2.2.7 Statistical analyses

Statistical analyses were performed by One-Way ANOVA and Tukey tests using GraphPad Prism software (version 9.4.1). All experiments were carried out in triplicate for at least 3 times, and quantitative results are expressed as mean ± SD. Significant differences were defined as p values less than 0.05, 0.01, 0.001 and 0.0001.

3 Results

3.1 Screening of candidate targets, PPI network and KEGG enrichment analysis of hub genes

Through screening targets from GeneCards database, a total of 425 potential targets associated with metastatic colon cancer were identified. These targets were then analyzed using STRING database, and the resulting network was visualized in Cytoscape. This network included 401 nodes connected by 7,465 edges (data not shown). As illustrated in Figure 2A, we identified the top 40 hub genes using CytoHubba tool, resulting in a network comprising 772 edges. Among these, the top 20 hub genes were identified, with HIF1A ranking as 17. The network of cellular regulatory proteins is depicted in Figure 2B, which includes both direct (physical) and indirect (functional) interactions among the proteins.

Figure 2

Figure 2. PPI Network of top 40 potential targets associated with metastatic colon cancer constructed by Cytoscape (A). The network consisted of 40 nodes and 772 edges, with the top 20 hub genes located at the center, including HIF1A. The inter-connection of top 20 hub proteins was mapped using STRING (B). Connections between nodes are color-coded based on the type of interaction; light blue, from curated databases; fuchsia, experimentally determined; dark green, gene-neighborhood; red, gene-fusions; dark blue, gene co-occurrence; light green, textmining; black, co-expression; purple, protein homology. KEGG pathway analysis of top 20 hub genes visualized in ShinyGO (C).

KEGG pathway enrichment analysis of the 20 hub genes was conducted and the results yielded p values (Figure 2C). Interestingly, hub genes exhibited significant enrichment in pathways “Proteoglycans in cancer”, “HIF-1 signaling pathway”, “EGFR tyrosine kinase inhibitor resistance” and “Colorectal cancer”. These pathways were found to be particularly relevant based on the gene count and statistical significance when sorted by fold enrichment. Table 1 presents KEGG enrichment results sorted by the average ranks of false discovery rate (FDR) and fold enrichment. As shown, “EGFR tyrosine kinase inhibitor resistance” (p = 1.8E-14), “HIF-1 signaling pathway” (p = 3.8E-15) and “Colorectal cancer” (p = 3.2E-14) were ranked as the three top pathways.

Table 1

Table 1. The top ten significant KEGG pathways sorted by average ranks of FDR and fold enrichment based on p value*.

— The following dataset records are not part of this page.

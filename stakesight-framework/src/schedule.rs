//! Background task scheduling with cooperative cancellation.
//!
//! Every task spawned through a [`TaskScope`] watches the same shutdown
//! signal. Shutting the scope down stops periodic work between ticks, so a
//! call already in flight completes but nothing new is started.

use std::future::Future;
use std::time::Duration;

use tokio::sync::watch;
use tokio::task::JoinHandle;
use tokio::time::{Instant, MissedTickBehavior};

use crate::tween::Tween;

/// Owner of a group of background tasks.
#[derive(Debug)]
pub struct TaskScope {
    name: String,
    shutdown_tx: watch::Sender<bool>,
    tasks: Vec<JoinHandle<()>>,
}

impl TaskScope {
    pub fn new(name: impl Into<String>) -> Self {
        let (shutdown_tx, _) = watch::channel(false);
        Self {
            name: name.into(),
            shutdown_tx,
            tasks: Vec::new(),
        }
    }

    pub fn name(&self) -> &str {
        &self.name
    }

    /// Receiver that flips to `true` on shutdown.
    pub fn shutdown_signal(&self) -> watch::Receiver<bool> {
        self.shutdown_tx.subscribe()
    }

    /// Number of tasks still running.
    pub fn active(&self) -> usize {
        self.tasks.iter().filter(|task| !task.is_finished()).count()
    }

    /// Spawn a task that is tracked by the scope.
    ///
    /// The future is raced against the shutdown signal and dropped when it
    /// fires.
    pub fn spawn<F>(&mut self, future: F)
    where
        F: Future<Output = ()> + Send + 'static,
    {
        let mut shutdown_rx = self.shutdown_signal();
        self.tasks.push(tokio::spawn(async move {
            tokio::select! {
                _ = future => {}
                _ = wait_for_shutdown(&mut shutdown_rx) => {}
            }
        }));
    }

    /// Run `f` immediately and then once per `interval` until shutdown.
    ///
    /// A tick that falls due while the previous call is still running is
    /// delayed rather than bursted. Shutdown is only observed between
    /// calls.
    pub fn every<F, Fut>(&mut self, label: impl Into<String>, interval: Duration, mut f: F)
    where
        F: FnMut() -> Fut + Send + 'static,
        Fut: Future<Output = ()> + Send + 'static,
    {
        let label = label.into();
        let scope = self.name.clone();
        let mut shutdown_rx = self.shutdown_signal();

        self.tasks.push(tokio::spawn(async move {
            let mut ticker = tokio::time::interval(interval);
            ticker.set_missed_tick_behavior(MissedTickBehavior::Delay);

            tracing::debug!(scope = %scope, task = %label, ?interval, "Periodic task started");

            loop {
                tokio::select! {
                    _ = ticker.tick() => {}
                    _ = wait_for_shutdown(&mut shutdown_rx) => break,
                }
                if *shutdown_rx.borrow() {
                    break;
                }
                f().await;
            }

            tracing::debug!(scope = %scope, task = %label, "Periodic task stopped");
        }));
    }

    /// Signal shutdown and wait for every task to exit.
    pub async fn shutdown(mut self) {
        let _ = self.shutdown_tx.send(true);
        let tasks = std::mem::take(&mut self.tasks);
        let count = tasks.len();

        for task in tasks {
            if let Err(e) = task.await {
                if !e.is_cancelled() {
                    tracing::warn!(scope = %self.name, error = %e, "Task ended abnormally");
                }
            }
        }

        tracing::info!(scope = %self.name, tasks = count, "Scope shut down");
    }
}

impl Drop for TaskScope {
    fn drop(&mut self) {
        let _ = self.shutdown_tx.send(true);
        for task in &self.tasks {
            task.abort();
        }
    }
}

async fn wait_for_shutdown(rx: &mut watch::Receiver<bool>) {
    // A closed channel means the scope is gone
    let _ = rx.wait_for(|stopped| *stopped).await;
}

/// Handle to a single cancellable task.
#[derive(Debug)]
pub struct TaskHandle {
    cancel_tx: watch::Sender<bool>,
    handle: JoinHandle<()>,
}

impl TaskHandle {
    /// Stop the task before its next update.
    pub fn cancel(&self) {
        let _ = self.cancel_tx.send(true);
    }

    pub fn is_finished(&self) -> bool {
        self.handle.is_finished()
    }

    /// Wait for the task to exit.
    pub async fn join(self) {
        let _ = self.handle.await;
    }
}

/// Drive `tween` on a timer, handing each sample to `on_update`.
///
/// The first sample is taken right away and the last one is exactly the
/// target. Cancelling stops updates; the last value passed to `on_update`
/// is the one that remains.
pub fn animate<F>(tween: Tween, frame_interval: Duration, mut on_update: F) -> TaskHandle
where
    F: FnMut(f64) + Send + 'static,
{
    let (cancel_tx, mut cancel_rx) = watch::channel(false);

    let handle = tokio::spawn(async move {
        let started = Instant::now();
        let mut ticker = tokio::time::interval(frame_interval);
        ticker.set_missed_tick_behavior(MissedTickBehavior::Skip);

        loop {
            tokio::select! {
                _ = ticker.tick() => {}
                _ = wait_for_shutdown(&mut cancel_rx) => break,
            }

            let elapsed = started.elapsed();
            on_update(tween.sample(elapsed));
            if tween.is_finished(elapsed) {
                break;
            }
        }
    });

    TaskHandle { cancel_tx, handle }
}

#[cfg(test)]
mod tests {
    use super::*;
    use crate::tween::Easing;
    use std::sync::Arc;
    use std::sync::atomic::{AtomicUsize, Ordering};

    #[tokio::test(start_paused = true)]
    async fn test_every_fires_immediately_then_periodically() {
        let count = Arc::new(AtomicUsize::new(0));
        let counter = count.clone();

        let mut scope = TaskScope::new("test");
        scope.every("tick", Duration::from_secs(10), move || {
            let counter = counter.clone();
            async move {
                counter.fetch_add(1, Ordering::SeqCst);
            }
        });

        tokio::time::sleep(Duration::from_millis(1)).await;
        assert_eq!(count.load(Ordering::SeqCst), 1);

        tokio::time::sleep(Duration::from_secs(25)).await;
        assert_eq!(count.load(Ordering::SeqCst), 3);

        scope.shutdown().await;
    }

    #[tokio::test(start_paused = true)]
    async fn test_shutdown_stops_ticks() {
        let count = Arc::new(AtomicUsize::new(0));
        let counter = count.clone();

        let mut scope = TaskScope::new("test");
        scope.every("tick", Duration::from_secs(1), move || {
            let counter = counter.clone();
            async move {
                counter.fetch_add(1, Ordering::SeqCst);
            }
        });

        tokio::time::sleep(Duration::from_millis(1500)).await;
        scope.shutdown().await;
        let seen = count.load(Ordering::SeqCst);

        tokio::time::sleep(Duration::from_secs(10)).await;
        assert_eq!(count.load(Ordering::SeqCst), seen);
    }

    #[tokio::test(start_paused = true)]
    async fn test_in_flight_call_completes() {
        let done = Arc::new(AtomicUsize::new(0));
        let flag = done.clone();

        let mut scope = TaskScope::new("test");
        scope.every("slow", Duration::from_secs(10), move || {
            let flag = flag.clone();
            async move {
                tokio::time::sleep(Duration::from_secs(2)).await;
                flag.fetch_add(1, Ordering::SeqCst);
            }
        });

        tokio::time::sleep(Duration::from_millis(500)).await;
        scope.shutdown().await;

        assert_eq!(done.load(Ordering::SeqCst), 1);
    }

    #[tokio::test(start_paused = true)]
    async fn test_animate_ends_on_target() {
        let samples = Arc::new(parking_lot::Mutex::new(Vec::new()));
        let sink = samples.clone();

        let tween = Tween::new(1000.0, 1523.45, Duration::from_millis(200), Easing::EaseOutCubic);
        let handle = animate(tween, Duration::from_millis(16), move |v| sink.lock().push(v));
        handle.join().await;

        let samples = samples.lock();
        assert!(samples.len() > 2);
        assert_eq!(*samples.last().unwrap(), 1523.45);
        assert!(samples.windows(2).all(|w| w[0] <= w[1]));
    }

    #[tokio::test(start_paused = true)]
    async fn test_animate_cancel_keeps_last_value() {
        let samples = Arc::new(parking_lot::Mutex::new(Vec::new()));
        let sink = samples.clone();

        let tween = Tween::new(0.0, 100.0, Duration::from_secs(1), Easing::Linear);
        let handle = animate(tween, Duration::from_millis(50), move |v| sink.lock().push(v));

        tokio::time::sleep(Duration::from_millis(275)).await;
        handle.cancel();
        tokio::time::sleep(Duration::from_millis(10)).await;
        assert!(handle.is_finished());

        let count = samples.lock().len();
        tokio::time::sleep(Duration::from_secs(2)).await;

        let samples = samples.lock();
        assert_eq!(samples.len(), count);
        let last = *samples.last().unwrap();
        assert!(last > 0.0 && last < 100.0);
    }

    #[tokio::test(start_paused = true)]
    async fn test_spawn_is_dropped_on_shutdown() {
        let done = Arc::new(AtomicUsize::new(0));
        let flag = done.clone();

        let mut scope = TaskScope::new("test");
        scope.spawn(async move {
            tokio::time::sleep(Duration::from_secs(60)).await;
            flag.fetch_add(1, Ordering::SeqCst);
        });
        assert_eq!(scope.active(), 1);

        scope.shutdown().await;
        assert_eq!(done.load(Ordering::SeqCst), 0);
    }
}
//! Static network descriptor handed to the wallet's "add network" call.

use serde::{Deserialize, Serialize};

/// Native currency of a network.
#[derive(Debug, Clone, PartialEq, Eq, Serialize, Deserialize)]
pub struct NativeCurrency {
    pub name: String,
    pub symbol: String,
    pub decimals: u8,
}

impl Default for NativeCurrency {
    fn default() -> Self {
        Self {
            name: "Sepolia Ether".to_string(),
            symbol: "ETH".to_string(),
            decimals: 18,
        }
    }
}

/// Network the dashboard expects the wallet to be on.
#[derive(Debug, Clone, PartialEq, Eq, Serialize, Deserialize)]
pub struct NetworkDescriptor {
    /// EIP-155 chain id.
    #[serde(default = "default_chain_id")]
    pub chain_id: u64,

    /// Display name.
    #[serde(default = "default_chain_name")]
    pub name: String,

    #[serde(default)]
    pub native_currency: NativeCurrency,

    /// JSON-RPC endpoints.
    #[serde(default = "default_rpc_urls")]
    pub rpc_urls: Vec<String>,

    /// Block explorer URLs.
    #[serde(default)]
    pub block_explorer_urls: Vec<String>,
}

fn default_chain_id() -> u64 {
    11_155_111
}

fn default_chain_name() -> String {
    "Sepolia".to_string()
}

fn default_rpc_urls() -> Vec<String> {
    vec!["https://rpc.sepolia.org".to_string()]
}

impl Default for NetworkDescriptor {
    fn default() -> Self {
        Self {
            chain_id: default_chain_id(),
            name: default_chain_name(),
            native_currency: NativeCurrency::default(),
            rpc_urls: default_rpc_urls(),
            block_explorer_urls: Vec::new(),
        }
    }
}

impl NetworkDescriptor {
    /// Chain id in the `0x`-prefixed hex form wallets expect.
    pub fn chain_id_hex(&self) -> String {
        format!("{:#x}", self.chain_id)
    }

    /// Parameters for `wallet_addEthereumChain`.
    pub fn add_chain_params(&self) -> serde_json::Value {
        serde_json::json!({
            "chainId": self.chain_id_hex(),
            "chainName": self.name,
            "nativeCurrency": {
                "name": self.native_currency.name,
                "symbol": self.native_currency.symbol,
                "decimals": self.native_currency.decimals,
            },
            "rpcUrls": self.rpc_urls,
            "blockExplorerUrls": self.block_explorer_urls,
        })
    }
}

impl std::fmt::Display for NetworkDescriptor {
    fn fmt(&self, f: &mut std::fmt::Formatter<'_>) -> std::fmt::Result {
        write!(f, "{} ({})", self.name, self.chain_id)
    }
}

#[cfg(test)]
mod tests {
    use super::*;

    #[test]
    fn test_chain_id_hex() {
        let network = NetworkDescriptor::default();
        assert_eq!(network.chain_id_hex(), "0xaa36a7");
    }

    #[test]
    fn test_add_chain_params() {
        let network = NetworkDescriptor {
            chain_id: 31337,
            name: "Anvil".to_string(),
            native_currency: NativeCurrency {
                name: "Ether".to_string(),
                symbol: "ETH".to_string(),
                decimals: 18,
            },
            rpc_urls: vec!["http://127.0.0.1:8545".to_string()],
            block_explorer_urls: vec![],
        };

        let params = network.add_chain_params();
        assert_eq!(params["chainId"], "0x7a69");
        assert_eq!(params["chainName"], "Anvil");
        assert_eq!(params["nativeCurrency"]["decimals"], 18);
        assert_eq!(params["rpcUrls"][0], "http://127.0.0.1:8545");
    }
}
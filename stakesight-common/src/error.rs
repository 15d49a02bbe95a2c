use thiserror::Error;

/// Common error type for StakeSight components.
#[derive(Debug, Error)]
pub enum Error {
    #[error("Configuration error: {0}")]
    Config(String),

    #[error("JSON serialization error: {0}")]
    Json(#[from] serde_json::Error),

    #[error("IO error: {0}")]
    Io(#[from] std::io::Error),

    #[error("Invalid amount '{input}': {reason}")]
    Amount { input: String, reason: String },
}

impl Error {
    /// Create an amount conversion error.
    pub fn amount(input: impl Into<String>, reason: impl Into<String>) -> Self {
        Self::Amount {
            input: input.into(),
            reason: reason.into(),
        }
    }
}

/// Result type alias using StakeSight's Error.
pub type Result<T> = std::result::Result<T, Error>;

3.2 Molecular docking and dynamics simulations

Computational analyses highlighted the importance of HIF-1α in the constructed PPI network. To investigate whether sunitinib and analogs interact with HIF-1α, molecular docking was conducted. As shown in Figure 3, results indicated the interaction of sunitinib with HIF-1α PAS-B domain, with a favorable binding affinity score of −5.4 kcal/mol. The interaction involved a hydrogen bond with specific residue at Tyr276 and van der Waals bonds at Phe295 and Leu248. The interaction between analog 1 and the residues at Thr288, Leu248 and His292 displayed a binding energy of −5.8 kcal/mol. Similarly, the interaction between analog 2 and the residues at Thr288, Leu248, Tyr276 and Asp249 displayed a binding energy of −5.2 kcal/mol. The binding positions of analog 3 and HIF-1α exhibited a binding affinity score of −6 kcal/mol, involving the formation of hydrogen bonds with residues at Tyr276 and Tyr288 and van der Waals bonds at Leu248 and Phe295.

Figure 3

Figure 3. Molecular docking diagrams of sunitinib (A), analog 1 (B), analog 2 (C) and analog 3 (D) binding to HIF-1α PAS-B domain. 2D and 3D images were generated with Discovery Studio.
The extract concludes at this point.